Lingual infarction in Wegener's Granulomatosis: A case report and review of the literature
© Carter and Brizman; licensee BioMed Central Ltd. 2008
Received: 29 May 2007
Accepted: 21 August 2008
Published: 21 August 2008
Wegener's granulomatosis (WG) is a multi-system disease, characterised by the triad of necrotising granulomata affecting the upper and lower respiratory tracts, disseminated vasculitis and glomerulonephritis. Oral lesions are associated with up to 50% of cases, although are rare as a presenting feature. The most common oral lesions associated with WG are ulceration and strawberry gingivitis. We review the literature regarding oral manifestations of WG and present a case of lingual infarction, an extremely rare oral lesion associated with WG, in a severe, rapidly progressive and ultimately fatal form of the disease.

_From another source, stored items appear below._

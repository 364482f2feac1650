//! Error and Result module.
use std::error::Error as StdError;
use std::fmt;

/// Result type returned from the strict parsing methods of this crate.
pub type Result<T> = std::result::Result<T, Error>;

type Cause = Box<dyn StdError + Send + Sync>;

/// Represents errors that can occur when strictly parsing header values.
///
/// The negotiation queries themselves never return an `Error`: malformed
/// input degrades to the documented defaults instead.
pub struct Error {
    inner: Box<ErrorImpl>,
}

struct ErrorImpl {
    kind: Kind,
    cause: Option<Cause>,
}

#[derive(Debug, PartialEq)]
pub(crate) enum Kind {
    Parse(Parse),
}

#[derive(Debug, PartialEq)]
pub(crate) enum Parse {
    /// A `q` value outside the RFC qvalue grammar.
    Quality,
    /// A media range without a `type/subtype` pair.
    MediaType,
    /// A header value that is not visible ASCII.
    HeaderValue,
}

impl Error {
    /// Returns true if this was an invalid quality value.
    pub fn is_quality(&self) -> bool {
        self.inner.kind == Kind::Parse(Parse::Quality)
    }

    /// Returns true if this was an invalid media type.
    pub fn is_media_type(&self) -> bool {
        self.inner.kind == Kind::Parse(Parse::MediaType)
    }

    /// Returns true if a raw header value could not be read as a string.
    pub fn is_header_value(&self) -> bool {
        self.inner.kind == Kind::Parse(Parse::HeaderValue)
    }

    /// Consumes the error, returning its cause.
    pub fn into_cause(self) -> Option<Box<dyn StdError + Send + Sync>> {
        self.inner.cause
    }

    pub(crate) fn new(kind: Kind, cause: Option<Cause>) -> Error {
        Error {
            inner: Box::new(ErrorImpl { kind, cause }),
        }
    }

    pub(crate) fn new_quality() -> Error {
        Error::new(Kind::Parse(Parse::Quality), None)
    }

    pub(crate) fn new_media_type() -> Error {
        Error::new(Kind::Parse(Parse::MediaType), None)
    }

    pub(crate) fn new_header_value<E: Into<Cause>>(cause: E) -> Error {
        Error::new(Kind::Parse(Parse::HeaderValue), Some(cause.into()))
    }

    fn description(&self) -> &str {
        match self.inner.kind {
            Kind::Parse(Parse::Quality) => "invalid quality value",
            Kind::Parse(Parse::MediaType) => "invalid media type",
            Kind::Parse(Parse::HeaderValue) => "header value is not visible ASCII",
        }
    }
}

impl fmt::Debug for Error {
    fn fmt(&self, f: &mut fmt::Formatter<'_>) -> fmt::Result {
        let mut f = f.debug_struct("Error");
        f.field("kind", &self.inner.kind);
        if let Some(ref cause) = self.inner.cause {
            f.field("cause", cause);
        }
        f.finish()
    }
}

impl fmt::Display for Error {
    fn fmt(&self, f: &mut fmt::Formatter<'_>) -> fmt::Result {
        if let Some(ref cause) = self.inner.cause {
            write!(f, "{}: {}", self.description(), cause)
        } else {
            f.write_str(self.description())
        }
    }
}

impl StdError for Error {
    fn source(&self) -> Option<&(dyn StdError + 'static)> {
        self.inner
            .cause
            .as_ref()
            .map(|cause| &**cause as &(dyn StdError + 'static))
    }
}

#[doc(hidden)]
trait AssertSendSync: Send + Sync + 'static {}
#[doc(hidden)]
impl AssertSendSync for Error {}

Wegener's Granulomatosis (WG) is a multi-system disease, characterised by the triad of necrotising granulomata affecting the upper and lower respiratory tracts, disseminated vasculitis and glomerulonephritis. WG is included in the ANCA-associated small-vessel vasculitis group (including also microscopic polyangiitis, Churg-Strauss syndrome and renal-limited vasculitis). Oral lesions are associated with up to 50% of cases, although are rare as a presenting feature. The most common oral lesions associated with WG are ulceration and strawberry gingivitis. We present a case of lingual infarction, an extremely rare oral lesion associated with WG, in a severe, rapidly progressive and ultimately fatal form of the disease.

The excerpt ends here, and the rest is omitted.